>>>
#[cfg(test)]
mod tests {
    use super::*;
    use crate::config::{
        DeltaConfig, KinematicsConfig, LevelingConfig, LevelingMode, ScaraConfig,
    };
    use crate::motion::Xyz;
    use proptest::prelude::*;
    use std::vec::Vec as StdVec;

    fn cartesian() -> KinematicsModel {
        KinematicsModel::from_config(&KinematicsConfig::Cartesian).unwrap()
    }

    fn delta() -> KinematicsModel {
        KinematicsModel::from_config(&KinematicsConfig::Delta(DeltaConfig::default())).unwrap()
    }

    fn flat() -> LevelingSurface {
        LevelingSurface::new(&LevelingConfig::default()).unwrap()
    }

    /// 3x3 mesh over 0..100 with spacing 50
    fn mesh(values: [[f32; 3]; 3]) -> LevelingSurface {
        let mut s = LevelingSurface::new(&LevelingConfig {
            mode: LevelingMode::Mesh,
            grid_points: [3, 3],
            grid_min: [0.0, 0.0],
            grid_max: [100.0, 100.0],
            fade_height: None,
            subdivision: 1,
        })
        .unwrap();
        for (ix, row) in values.iter().enumerate() {
            for (iy, z) in row.iter().enumerate() {
                s.set_point(ix, iy, *z).unwrap();
            }
        }
        s.finalize().unwrap();
        s.set_enabled(true).unwrap();
        s
    }

    fn collect(segments: Segments<'_>) -> StdVec<Segment> {
        segments.collect()
    }

    fn assert_chains(from: Position, to: Position, segs: &[Segment]) {
        let mut at = from;
        let mut sum = [0.0f32; 4];
        for s in segs {
            sum[0] += s.end.x - at.x;
            sum[1] += s.end.y - at.y;
            sum[2] += s.end.z - at.z;
            sum[3] += s.end.e - at.e;
            at = s.end;
        }
        assert!((sum[0] - (to.x - from.x)).abs() < 1e-3);
        assert!((sum[1] - (to.y - from.y)).abs() < 1e-3);
        assert!((sum[2] - (to.z - from.z)).abs() < 1e-3);
        assert!((sum[3] - (to.e - from.e)).abs() < 1e-3);
        let last = segs.last().map(|s| s.end).unwrap_or(from);
        assert!((last.x - to.x).abs() < 1e-4 && (last.y - to.y).abs() < 1e-4);
    }

    #[test]
    fn test_cartesian_single_segment() {
        let kin = cartesian();
        let lv = flat();
        let planner = SegmentedMovePlanner::new(&kin, &lv);
        let from = Position::new(0.0, 0.0, 0.0, 0.0);
        let to = Position::new(100.0, 100.0, 10.0, 5.0);
        let segs = collect(planner.plan(from, to, 50.0).unwrap());
        assert_eq!(segs.len(), 1);
        assert_eq!(segs[0].end, to);
        assert_eq!(segs[0].target, ActuatorTarget { a: 100.0, b: 100.0, c: 10.0, e: 5.0 });
        assert_eq!(segs[0].feedrate_mm_s, 50.0);
    }

    #[test]
    fn test_zero_length_move_emits_nothing() {
        let kin = cartesian();
        let lv = flat();
        let p = Position::new(5.0, 5.0, 5.0, 5.0);
        let planner = SegmentedMovePlanner::new(&kin, &lv);
        assert_eq!(planner.plan(p, p, 50.0).unwrap().count(), 0);

        let kin = delta();
        let planner = SegmentedMovePlanner::new(&kin, &lv);
        let a = Position::new(1.0, 2.0, 3.0, 0.0);
        let b = Position::new(1.000_001, 2.0, 3.0, 0.0);
        assert_eq!(planner.plan(a, b, 50.0).unwrap().count(), 0);
    }

    #[test]
    fn test_kinematic_move_to_same_point_emits_nothing() {
        let lv = flat();
        let p = Position::new(10.0, 10.0, 5.0, 1.0);

        let kin = delta();
        let planner = SegmentedMovePlanner::new(&kin, &lv);
        assert_eq!(planner.plan(p, p, 50.0).unwrap().count(), 0);

        let kin = KinematicsModel::from_config(&KinematicsConfig::Scara(ScaraConfig {
            offset: [0.0, 0.0],
            ..ScaraConfig::default()
        }))
        .unwrap();
        let planner = SegmentedMovePlanner::new(&kin, &lv);
        let p = Position::new(100.0, 0.0, 5.0, 1.0);
        assert_eq!(planner.plan(p, p, 50.0).unwrap().count(), 0);
    }

    #[test]
    fn test_delta_segment_count() {
        let kin = delta();
        let lv = flat();
        let planner = SegmentedMovePlanner::new(&kin, &lv);
        let from = Position::new(0.0, 0.0, 0.0, 0.0);
        let to = Position::new(50.0, 50.0, 50.0, 0.0);
        let segs = collect(planner.plan(from, to, 50.0).unwrap());

        let distance = (3.0f32 * 50.0 * 50.0).sqrt();
        let expected = (200.0 * distance / 50.0).round() as usize;
        assert_eq!(segs.len(), expected);
        assert_eq!(segs.last().unwrap().target, kin.inverse(Xyz::new(50.0, 50.0, 50.0)).with_e(0.0));
        assert_chains(from, to, &segs);

        let back = kin.forward(segs.last().unwrap().target.actuators());
        assert!((back.x - 50.0).abs() < 1e-3);
        assert!((back.y - 50.0).abs() < 1e-3);
        assert!((back.z - 50.0).abs() < 1e-3);
    }

    #[test]
    fn test_delta_z_only_move_not_split() {
        let kin = delta();
        let lv = flat();
        let planner = SegmentedMovePlanner::new(&kin, &lv);
        let from = Position::new(10.0, 10.0, 0.0, 0.0);
        let to = Position::new(10.0, 10.0, 100.0, 3.0);
        assert_eq!(planner.plan(from, to, 5.0).unwrap().count(), 1);
    }

    #[test]
    fn test_delta_extruder_only_distance() {
        let kin = delta();
        let lv = flat();
        let planner = SegmentedMovePlanner::new(&kin, &lv);
        // Tiny XY wiggle so the move is not Z/E-only, distance falls back to E
        let from = Position::new(0.0, 0.0, 0.0, 0.0);
        let to = Position::new(0.000_001, 0.0, 0.0, 10.0);
        let segs = collect(planner.plan(from, to, 10.0).unwrap());
        assert_eq!(segs.len(), 200);
    }

    #[test]
    fn test_delta_unreachable() {
        let kin = delta();
        let lv = flat();
        let planner = SegmentedMovePlanner::new(&kin, &lv);
        let from = Position::default();
        let to = Position::new(200.0, 0.0, 0.0, 0.0);
        assert_eq!(planner.plan(from, to, 50.0).err(), Some(MoveError::Unreachable));
    }

    #[test]
    fn test_scara_minimum_segment_length() {
        let kin = KinematicsModel::from_config(&KinematicsConfig::Scara(ScaraConfig {
            offset: [0.0, 0.0],
            ..ScaraConfig::default()
        }))
        .unwrap();
        let lv = flat();
        let planner = SegmentedMovePlanner::new(&kin, &lv);
        // 1 mm at a crawl would be 200 segments without the cap
        let from = Position::new(100.0, 0.0, 0.0, 0.0);
        let to = Position::new(101.0, 0.0, 0.0, 0.0);
        assert_eq!(planner.plan(from, to, 1.0).unwrap().count(), 4);
    }

    #[test]
    fn test_mesh_crossing_split() {
        let kin = cartesian();
        let lv = mesh([[0.0; 3]; 3]);
        let planner = SegmentedMovePlanner::new(&kin, &lv);
        let from = Position::new(10.0, 20.0, 1.0, 0.0);
        let to = Position::new(80.0, 90.0, 2.0, 7.0);
        let segs = collect(planner.plan(from, to, 50.0).unwrap());

        assert!((2..=3).contains(&segs.len()));
        assert_chains(from, to, &segs);

        let layout = lv.split_layout().unwrap();
        let mut at = from;
        for s in &segs {
            let mx = (at.x + s.end.x) * 0.5;
            let my = (at.y + s.end.y) * 0.5;
            let (cx, cy) = (layout.cell_index(0, mx), layout.cell_index(1, my));
            for p in [at, s.end] {
                assert!(p.x >= layout.line(0, cx) - 1e-3 && p.x <= layout.line(0, cx + 1) + 1e-3);
                assert!(p.y >= layout.line(1, cy) - 1e-3 && p.y <= layout.line(1, cy + 1) + 1e-3);
            }
            at = s.end;
        }
    }

    #[test]
    fn test_split_points_are_leveled() {
        let kin = cartesian();
        let lv = mesh([[0.0, 0.0, 0.0], [0.2, 0.2, 0.2], [0.4, 0.4, 0.4]]);
        let planner = SegmentedMovePlanner::new(&kin, &lv);
        let from = Position::new(10.0, 10.0, 1.0, 0.0);
        let to = Position::new(90.0, 10.0, 1.0, 0.0);
        let segs = collect(planner.plan(from, to, 50.0).unwrap());
        assert_eq!(segs.len(), 2);
        assert_eq!(segs[0].end.x, 50.0);
        assert!((segs[0].target.c - 1.2).abs() < 1e-5);
        assert!((segs[1].target.c - 1.36).abs() < 1e-5);
    }

    #[test]
    fn test_same_cell_not_split() {
        let kin = cartesian();
        let lv = mesh([[0.0; 3]; 3]);
        let planner = SegmentedMovePlanner::new(&kin, &lv);
        let from = Position::new(10.0, 10.0, 0.0, 0.0);
        let to = Position::new(40.0, 45.0, 0.0, 0.0);
        assert_eq!(planner.plan(from, to, 50.0).unwrap().count(), 1);
    }

    proptest! {
        #[test]
        fn prop_grid_split_chains_and_confines(
            x1 in -20.0f32..120.0, y1 in -20.0f32..120.0,
            x2 in -20.0f32..120.0, y2 in -20.0f32..120.0,
            e in 0.0f32..10.0,
        ) {
            let kin = cartesian();
            let lv = mesh([[0.0, 0.1, 0.2], [0.1, 0.2, 0.3], [0.2, 0.3, 0.4]]);
            let planner = SegmentedMovePlanner::new(&kin, &lv);
            let from = Position::new(x1, y1, 0.5, 0.0);
            let to = Position::new(x2, y2, 1.5, e);
            let segs = collect(planner.plan(from, to, 50.0).unwrap());
            prop_assume!(!segs.is_empty());
            assert_chains(from, to, &segs);

            let layout = lv.split_layout().unwrap();
            let mut at = from;
            for s in &segs {
                let c1 = (layout.cell_index(0, at.x), layout.cell_index(1, at.y));
                let c2 = (layout.cell_index(0, s.end.x), layout.cell_index(1, s.end.y));
                // Endpoints share a cell, or one sits on the shared boundary
                prop_assert!(c1.0.abs_diff(c2.0) <= 1 && c1.1.abs_diff(c2.1) <= 1);
                if c1.0 != c2.0 {
                    let line = layout.line(0, c1.0.max(c2.0));
                    prop_assert!((at.x - line).abs() < 1e-3 || (s.end.x - line).abs() < 1e-3);
                }
                if c1.1 != c2.1 {
                    let line = layout.line(1, c1.1.max(c2.1));
                    prop_assert!((at.y - line).abs() < 1e-3 || (s.end.y - line).abs() < 1e-3);
                }
                at = s.end;
            }
        }

        #[test]
        fn prop_kinematic_segments_chain(
            x1 in -60.0f32..60.0, y1 in -60.0f32..60.0,
            x2 in -60.0f32..60.0, y2 in -60.0f32..60.0,
            z in 0.0f32..50.0,
            feed in 5.0f32..200.0,
        ) {
            let kin = delta();
            let lv = flat();
            let planner = SegmentedMovePlanner::new(&kin, &lv);
            let from = Position::new(x1, y1, 0.0, 0.0);
            let to = Position::new(x2, y2, z, 1.0);
            let segs = collect(planner.plan(from, to, feed).unwrap());
            prop_assert!(!segs.is_empty());
            assert_chains(from, to, &segs);
        }
    }
}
<<<
» **What is expected**:
In restating the data, begin at its first line, reproduce each line word for word, and conclude with the line that contains "fn delta() ->".

» **Solution to this exercise**:
#[cfg(test)]
mod tests {
    use super::*;
    use crate::config::{
        DeltaConfig, KinematicsConfig, LevelingConfig, LevelingMode, ScaraConfig,
    };
    use crate::motion::Xyz;
    use proptest::prelude::*;
    use std::vec::Vec as StdVec;

    fn cartesian() -> KinematicsModel {
        KinematicsModel::from_config(&KinematicsConfig::Cartesian).unwrap()
    }

    fn delta() -> KinematicsModel {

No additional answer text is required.